“El 30/11/2016, la Comisión Europea publicó su Paquete de Invierno de la Unión de la Energía en cuanto a energías renovables y políticas climáticas hasta 2030, dentro del programa denominado “Energías Limpias para todos los europeos”.”
Muchos expertos están decepcionados al ver la inclusión de los combustibles fósiles sintéticos dentro de la nueva propuesta de Energías Renovables, puesto que estos elementos podrían resultar altamente perjudiciales para que se produzca una descarbonización real en el continente.

Una apuesta desacertada
Dicho Paquete de la Unión de Energía consiste en una serie de propuestas legislativas de la Comisión que, aunque no son jurídicamente vinculantes y están pendientes de negociación y aprobación por parte del Parlamento Europeo y de los Estados miembros, constituye la posición oficial de la Comisión frente a la política energética y climática de la Unión hacia 2030.
En la nueva propuesta se agrega un elemento importante, pero aparentemente ignorado: los combustibles sintéticos producidos con CO2 fósil industrial capturado, los llamados «combustibles fósiles basados en residuos».

Estos combustibles, por su inclusión en el principal instrumento político de la UE para las energías renovables, están implícitamente etiquetados como «renovables», debido al supuesto uso del hidrógeno producido de forma renovable (H2) para su producción.
Esto no sólo permitirá que los fondos públicos destinados a financiar la energía renovable eficaz efectiva se gasten en iniciativas muy costosas y sin ningún efecto climático probado, sino que podría causar un daño irreparable a las políticas climáticas de la UE.

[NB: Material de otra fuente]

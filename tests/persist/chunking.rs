use std::sync::Arc;

use shelfdb::persist::{CollectionOptionsFn, PersistOptions, PersistenceCoordinator};

use super::support::{auto_model, fill, store_with, RecordingBackend};

#[tokio::test]
async fn clean_collection_is_not_written_and_dirty_one_is_chunked() {
    let store = store_with(vec![auto_model("clean"), auto_model("dirty")]);
    let backend = RecordingBackend::new();
    let coord = PersistenceCoordinator::new(Arc::clone(&store), backend.clone());

    fill(&store, "clean", "c", 2);
    coord.persist().await.unwrap();
    assert!(!store.collection("clean").unwrap().lock().is_dirty());
    backend.take_calls();

    fill(&store, "dirty", "d", 5);
    let options = PersistOptions::default().with_chunk_size(3);
    let result = coord.persist_with(&options, None).await.unwrap();

    assert!(!backend.touched("clean"));
    assert_eq!(backend.insert_sizes("dirty"), vec![3, 2]);

    let clean = result.outcome("clean").unwrap();
    assert!(clean.skipped);
    let dirty = result.outcome("dirty").unwrap();
    assert_eq!((dirty.rows, dirty.chunk_count), (5, 2));
    assert!(result.is_success());
}

#[tokio::test]
async fn one_past_chunk_size_issues_exactly_two_inserts() {
    let store = store_with(vec![auto_model("coll_a")]);
    let backend = RecordingBackend::new();
    let coord = PersistenceCoordinator::new(Arc::clone(&store), backend.clone());

    let max = 4;
    fill(&store, "coll_a", "n", max + 1);
    coord
        .persist_with(&PersistOptions::default().with_chunk_size(max), None)
        .await
        .unwrap();

    assert_eq!(backend.insert_sizes("coll_a").len(), 2);
}

#[tokio::test]
async fn persist_clears_dirty_and_reports_row_count() {
    let store = store_with(vec![auto_model("a"), auto_model("b")]);
    let backend = RecordingBackend::new();
    let coord = PersistenceCoordinator::new(Arc::clone(&store), backend.clone());
    fill(&store, "a", "a", 7);
    fill(&store, "b", "b", 3);

    let result = coord.persist().await.unwrap();

    for (name, count) in [("a", 7), ("b", 3)] {
        let handle = store.collection(name).unwrap();
        assert!(!handle.lock().is_dirty());
        assert_eq!(result.outcome(name).unwrap().rows, count);
        assert_eq!(backend.inner.table_len(name), Some(count));
    }
}

#[tokio::test]
async fn each_chunk_is_preceded_by_create_table() {
    use super::support::Call;

    let store = store_with(vec![auto_model("t")]);
    let backend = RecordingBackend::new();
    let coord = PersistenceCoordinator::new(Arc::clone(&store), backend.clone());
    fill(&store, "t", "x", 3);

    coord
        .persist_with(&PersistOptions::default().with_chunk_size(2), None)
        .await
        .unwrap();

    let calls: Vec<Call> = backend
        .take_calls()
        .into_iter()
        .filter(|c| match c {
            Call::Create(t) | Call::Drop(t) | Call::Insert(t, _) | Call::Query(t) => t == "t",
        })
        .collect();
    assert_eq!(
        calls,
        vec![
            Call::Drop("t".into()),
            Call::Create("t".into()),
            Call::Insert("t".into(), 2),
            Call::Create("t".into()),
            Call::Insert("t".into(), 1),
        ]
    );
}

#[tokio::test]
async fn per_collection_options_override_defaults() {
    let store = store_with(vec![auto_model("small"), auto_model("large")]);
    let backend = RecordingBackend::new();
    let coord = PersistenceCoordinator::new(Arc::clone(&store), backend.clone());
    fill(&store, "small", "s", 4);
    fill(&store, "large", "l", 4);

    let per_collection: &CollectionOptionsFn = &|name, defaults| {
        if name == "small" {
            defaults.clone().with_chunk_size(1)
        } else {
            defaults.clone()
        }
    };
    coord
        .persist_with(&PersistOptions::default(), Some(per_collection))
        .await
        .unwrap();

    assert_eq!(backend.insert_sizes("small"), vec![1, 1, 1, 1]);
    assert_eq!(backend.insert_sizes("large"), vec![4]);
}

#[tokio::test]
async fn zero_chunk_size_writes_one_row_per_chunk() {
    let store = store_with(vec![auto_model("z")]);
    let backend = RecordingBackend::new();
    let coord = PersistenceCoordinator::new(Arc::clone(&store), backend.clone());
    fill(&store, "z", "z", 2);

    coord
        .persist_with(&PersistOptions::default().with_chunk_size(0), None)
        .await
        .unwrap();
    assert_eq!(backend.insert_sizes("z"), vec![1, 1]);
}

Combustibles que No son renovables
La propuesta establece que los combustibles procedentes de los flujos de desechos fósiles son de bajo contenido de carbono, pero la investigación ha demostrado que esto es completamente falso: el hidrógeno renovable que supuestamente se utilizaría para producirlos sí es cero-carbono, por lo que podría y debería ser usado como un combustible cero-carbono.
Pero el CO2 industrial fósil se agrega al hidrógeno, por lo que acaba siendo un combustible de carbono, que no debe ser enmarcado como energías renovables. Además, la propuesta establece que dichos combustibles podrían contribuir a la descarbonización del transporte, lo cual, según los investigadores, dista mucho de ser cierto.

Los combustibles fósiles sintéticos no son renovables, ni son sostenibles, económicamente o de otra manera. Captar el CO2 de las instalaciones industriales y evitar que entre en la atmósfera es, de hecho, un paso importante.
Sin embargo, el uso de ese C02 para producir combustibles fósiles sintéticos, después de lo cual este se deposita en la atmósfera durante la combustión es costoso, demandante de energía y no tiene sentido desde una perspectiva climática.

La inclusión de tales combustibles permite que los subsidios estatales masivos para las fuentes de energías renovables sean canalizados hacia la producción de combustibles fósiles, usando CO2 capturado de fuentes industriales.